Recently Rand has said that he’s not going to end the war on drugs. This has caused a barrage of Paul bashing by libertarians. I want to try and sway libertarians back into Paul’s camp.
Before libertarians unfollow me or bash me, let me explain what I am NOT saying: I am not saying that Rand Paul is a libertarian. I am not saying that I don’t disagree with him on ending the war on drugs. Hell, I am not even saying that I like him. When he first came onto the scene of politics, I didn’t like him. I still don’t particularly like him. However, Rand Paul doesn’t need to be a libertarian to have some decent beliefs. Nor should your entire focus be on him ending the war on drugs. Nor do you even need to LIKE him.
I want whomever is reading this to do a little thought experiment.. I want you to imagine if India had acted like many libertarians have before 1991 when economic liberalization occurred. What if Indians refused to vote for Narasimha Rao because he didn’t fully support capitalism. After all, India is still far from a capitalistic country. Rather, they are a mixed economy. They still have many regulations in place. Now make that comparison with how libertarians are acting today. Rand Paul doesn’t want to end the war on drugs, and libertarians don’t like that. That’s fine because I agree with libertarians on that. The war on drugs SHOULD be ended, but libertarians are not interested in making small steps forward. This is the mistake that libertarians make. Rather than take the incremental steps like India took for making a more liberal economy, libertarians want all or nothing. They refuse a MORE libertarian society because they want a PURE libertarian society. This is a mistake because it’s not going to happen immediately. It is a mistake because incremental steps must be taken in order to get a libertarian society. Evolution happens slowly. Ideas change slowly.

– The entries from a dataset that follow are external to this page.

//! Positional locator for nodes inside a manifest

use std::fmt;

#[derive(Debug, Clone, PartialEq)]
enum Segment {
    Field(&'static str),
    Index(usize),
}

/// Stack of field names and indices, rendered as `menus[2].children[0]`.
#[derive(Debug, Clone, Default, PartialEq)]
pub struct NodePath {
    segments: Vec<Segment>,
}

impl NodePath {
    pub fn root(field: &'static str) -> Self {
        Self {
            segments: vec![Segment::Field(field)],
        }
    }

    pub fn push_field(&mut self, field: &'static str) {
        self.segments.push(Segment::Field(field));
    }

    pub fn push_index(&mut self, index: usize) {
        self.segments.push(Segment::Index(index));
    }

    pub fn pop(&mut self) {
        self.segments.pop();
    }
}

impl fmt::Display for NodePath {
    fn fmt(&self, f: &mut fmt::Formatter<'_>) -> fmt::Result {
        for (position, segment) in self.segments.iter().enumerate() {
            match segment {
                Segment::Field(name) if position == 0 => write!(f, "{}", name)?,
                Segment::Field(name) => write!(f, ".{}", name)?,
                Segment::Index(index) => write!(f, "[{}]", index)?,
            }
        }
        Ok(())
    }
}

Now the libertarian might say, “well, how is Rand Paul any different from any other Republican?” That’s a good question, and is something that libertarians should ask about any Republican. Luckily, in the same piece that Reason put out to cause all of this unnecessary controversy, Reason writes that Paul wants to reduce sentences for people caught with drugs, especially the mandatory minimums which expands the criminal code to include more crimes and does away with federal parole (funny enough it’s the same author that wrote Paul wants to reform mandatory minimums that wrote the article that got everyone upset about Paul). Paul teamed up with Pat Leahy, a well known Democrat, to try and pass this bill. This wasn’t 2 or 3 years before he’s making his presidential bid. This was in March of 2013. I don’t know of many, if any, other Republican Senators are doing this.

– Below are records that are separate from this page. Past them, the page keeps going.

// ============================================================================
// Menu Core - Import Validator
// File: crates/menu-core/src/services/validator.rs
// Description: Structural checks on an uploaded manifest, run before any write
// ============================================================================

use serde_json::{Map, Value};

use crate::domain::{ManifestMenu, MenuMeta, MenuStatus, NodePath};
use crate::error::DomainError;

/// Fail-fast shape validation of a decoded manifest.
///
/// Walks the `menus` forest depth first and stops at the first defect,
/// reporting it with the locator of the offending node. A manifest that
/// passes comes back as typed menus ready for the merger.
pub struct ImportValidator;

impl ImportValidator {
    pub fn validate(data: &Value) -> Result<Vec<ManifestMenu>, DomainError> {
        let menus = data
            .get("menus")
            .and_then(Value::as_array)
            .ok_or_else(|| {
                DomainError::structural("menus", "missing `menus` field or it is not a list")
            })?;

        let mut path = NodePath::root("menus");
        Self::validate_menus(menus, &mut path)
    }

    fn validate_menus(menus: &[Value], path: &mut NodePath) -> Result<Vec<ManifestMenu>, DomainError> {
        let mut validated = Vec::with_capacity(menus.len());
        for (index, menu) in menus.iter().enumerate() {
            path.push_index(index);
            validated.push(Self::validate_menu(menu, path)?);
            path.pop();
        }
        Ok(validated)
    }

    fn validate_menu(menu: &Value, path: &mut NodePath) -> Result<ManifestMenu, DomainError> {
        let fields = menu
            .as_object()
            .ok_or_else(|| DomainError::structural(path.to_string(), "menu must be an object"))?;

        let name = match fields.get("name") {
            Some(Value::String(name)) if !name.trim().is_empty() => name.clone(),
            None | Some(Value::Null) | Some(Value::String(_)) => {
                return Err(DomainError::structural(path.to_string(), "menu is missing a name"))
            }
            Some(_) => return Err(DomainError::structural(path.to_string(), "`name` must be a string")),
        };

        let meta = Self::meta(fields, path)?;
        let children = match fields.get("children") {
            Some(Value::Array(children)) => {
                path.push_field("children");
                let children = Self::validate_menus(children, path)?;
                path.pop();
                children
            }
            _ => Vec::new(),
        };

        let mut field_errors = Vec::new();
        Ok(ManifestMenu {
            name,
            path: Self::string(fields, "path", &mut field_errors),
            component: Self::string(fields, "component", &mut field_errors),
            redirect: Self::string(fields, "redirect", &mut field_errors),
            status: Self::integer(fields, "status", MenuStatus::ENABLED, &mut field_errors),
            sort: Self::integer(fields, "sort", 0, &mut field_errors),
            remark: Self::string(fields, "remark", &mut field_errors),
            meta,
            children,
            field_errors,
        })
    }

    // An empty list is accepted as an empty mapping: older exporters wrote
    // empty meta as `[]`.
    fn meta(fields: &Map<String, Value>, path: &NodePath) -> Result<MenuMeta, DomainError> {
        match fields.get("meta") {
            None | Some(Value::Null) => Ok(MenuMeta::new()),
            Some(Value::Object(meta)) => Ok(meta.clone()),
            Some(Value::Array(items)) if items.is_empty() => Ok(MenuMeta::new()),
            Some(_) => Err(DomainError::structural(path.to_string(), "`meta` must be a mapping")),
        }
    }

    // Mistyped scalars are not structural; they are left to fail their own
    // menu in the merger.
    fn string(fields: &Map<String, Value>, key: &'static str, errors: &mut Vec<String>) -> String {
        match fields.get(key) {
            None | Some(Value::Null) => String::new(),
            Some(Value::String(value)) => value.clone(),
            Some(_) => {
                errors.push(format!("`{}` must be a string", key));
                String::new()
            }
        }
    }

    fn integer(
        fields: &Map<String, Value>,
        key: &'static str,
        default: i32,
        errors: &mut Vec<String>,
    ) -> i32 {
        match fields.get(key) {
            None | Some(Value::Null) => default,
            Some(value) => match value.as_i64().and_then(|n| i32::try_from(n).ok()) {
                Some(n) => n,
                None => {
                    errors.push(format!("`{}` must be an integer", key));
                    default
                }
            },
        }
    }
}

#[cfg(test)]
mod tests {
    use super::*;
    use serde_json::json;

    fn locator(err: DomainError) -> String {
        match err {
            DomainError::StructuralError { locator, .. } => locator,
            other => panic!("expected structural error, got {:?}", other),
        }
    }

    #[test]
    fn test_accepts_exported_shape() {
        let data = json!({
            "version": "1.0.0",
            "export_time": "2024-01-01 00:00:00",
            "export_by": "prod",
            "total_count": 2,
            "menus": [{
                "name": "System",
                "path": "/system",
                "component": "",
                "redirect": "/system/users",
                "status": 1,
                "sort": 10,
                "remark": "",
                "meta": {"icon": "ri:settings-line", "hidden": false},
                "children": [{"name": "Users", "meta": []}]
            }]
        });

        let menus = ImportValidator::validate(&data).unwrap();

        assert_eq!(menus.len(), 1);
        assert_eq!(menus[0].redirect, "/system/users");
        assert_eq!(menus[0].sort, 10);
        assert_eq!(menus[0].meta["icon"], json!("ri:settings-line"));
        assert_eq!(menus[0].children[0].name, "Users");
        assert_eq!(menus[0].children[0].status, MenuStatus::ENABLED);
        assert!(menus[0].children[0].meta.is_empty());
    }

    #[test]
    fn test_rejects_missing_menus() {
        let err = ImportValidator::validate(&json!({"version": "1.0.0"})).unwrap_err();
        assert_eq!(locator(err), "menus");

        let err = ImportValidator::validate(&json!({"menus": {"name": "A"}})).unwrap_err();
        assert_eq!(locator(err), "menus");
    }

    #[test]
    fn test_rejects_second_root_without_name() {
        let data = json!({"menus": [{"name": "A"}, {"path": "/b"}, {"name": "C"}]});
        let err = ImportValidator::validate(&data).unwrap_err();
        assert_eq!(err.to_string(), "menus[1]: menu is missing a name");
    }

    #[test]
    fn test_rejects_blank_name() {
        let data = json!({"menus": [{"name": "   "}]});
        assert_eq!(locator(ImportValidator::validate(&data).unwrap_err()), "menus[0]");
    }

    #[test]
    fn test_locates_nested_defect() {
        let data = json!({"menus": [
            {"name": "A"},
            {"name": "B"},
            {"name": "C", "children": [
                {"name": "C1", "meta": "not-a-map"}
            ]}
        ]});
        let err = ImportValidator::validate(&data).unwrap_err();
        assert_eq!(err.to_string(), "menus[2].children[0]: `meta` must be a mapping");
    }

    #[test]
    fn test_stops_at_first_defect() {
        let data = json!({"menus": [
            {"name": "A", "children": [{"name": ""}]},
            {"path": "/no-name"}
        ]});
        assert_eq!(locator(ImportValidator::validate(&data).unwrap_err()), "menus[0].children[0]");
    }

    #[test]
    fn test_rejects_non_string_name() {
        let data = json!({"menus": [{"name": "A"}, {"name": 5}]});
        assert_eq!(
            ImportValidator::validate(&data).unwrap_err().to_string(),
            "menus[1]: `name` must be a string"
        );
    }

    #[test]
    fn test_ignores_children_that_are_not_a_list() {
        let data = json!({"menus": [{"name": "A", "children": "x"}]});
        let menus = ImportValidator::validate(&data).unwrap();

        assert!(menus[0].children.is_empty());
        assert!(menus[0].field_errors.is_empty());
    }

    #[test]
    fn test_carries_mistyped_fields_to_the_menu() {
        let data = json!({"menus": [
            {"name": "A", "sort": "3", "path": 7},
            {"name": "B", "status": 4294967296u64},
            {"name": "C", "sort": 2}
        ]});
        let menus = ImportValidator::validate(&data).unwrap();

        assert_eq!(
            menus[0].field_errors,
            vec!["`path` must be a string".to_string(), "`sort` must be an integer".to_string()]
        );
        assert_eq!(menus[0].sort, 0);
        assert_eq!(menus[1].field_errors, vec!["`status` must be an integer".to_string()]);
        assert_eq!(menus[1].status, MenuStatus::ENABLED);
        assert!(menus[2].field_errors.is_empty());
    }

    #[test]
    fn test_rejects_non_empty_list_meta() {
        let data = json!({"menus": [{"name": "A", "meta": ["icon"]}]});
        assert!(ImportValidator::validate(&data).is_err());
    }
}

Another thing to remember, though, is that, according to the same author that caused all of this controversy, only 214k, out of the 6.98 million people locked up overall, are in a federal prison. Out of the 214k people, roughly 100k of them are drug offenders (not necessarily nonviolent drug offenders, simply just drug offenders). If he is correct about this, that leaves more than 6.5 million people are in state jails. According to the ACLU, half of the people in state jails are nonviolent drug offenders. This is important because we see that drug reform needs to happen at a state level rather than federal level.
There is some good news. For the first time in a long time, marijuana is legal in a few states. What if libertarians had used the same kind of reasoning as they are with Paul against Massachusetts whom only legalized medicinal marijuana? Hardly any libertarian would say that it was not a step in the right direction or that it should never have even happened. The point is public opinion on many of these social issues are becoming more libertarian. Social issues and freedom are just as important as economic freedom. There is absolutely no doubt about that, but because social issues are becoming more liberalized, it may be time to pay more attention to economic issues. Paul is still fine on economic freedom. So what is the last remaining argument against Paul?
“Paul is not a libertarian!” Well, that’s a terrible argument. In that same manner, neither is Ron Paul or Gary Johnson. Libertarianism does not coincide well with politics because it is the anti-politic.
The war on drugs needs to be ended. There is no doubt about that. It wastes too much money, it causes cartels which in turn causes violence in other countries, and the mindset it creates for people who depend on government to tell them what is good and what is evil in turn creates laws that hurt innocent people. The war on drugs is a terrible, evil thing. However, if we cannot end it, we should at least take a step in the right direction. Much like India did with their liberalization policy in 1991. I don’t think any libertarian would argue that India should never have become a mixed economy simply because it wasn’t purely capitalistic. Furthermore, the drug reform on a state level is certainly just as, if not more, important than the federal level.
Paul is not perfect. However, there is no perfect libertarian. There is also no perfect politician. Libertarianism will only take hold if we make incremental steps. As catchy as a phrase might be like, “we run before we walk,” there is an even truer catch phrase that libertarians might think about adopting, “lead by example.” Libertarians like theory. This is good because so do I. However, instead of trying to hypothesize of what a libertarian society coud look like, perhaps it would be more effective in winning the hearts over of other people if we actually began to implement incremental steps to a MORE libertarian society. That way we can point to the successes of freedom and win the hearts over of all the naysayers.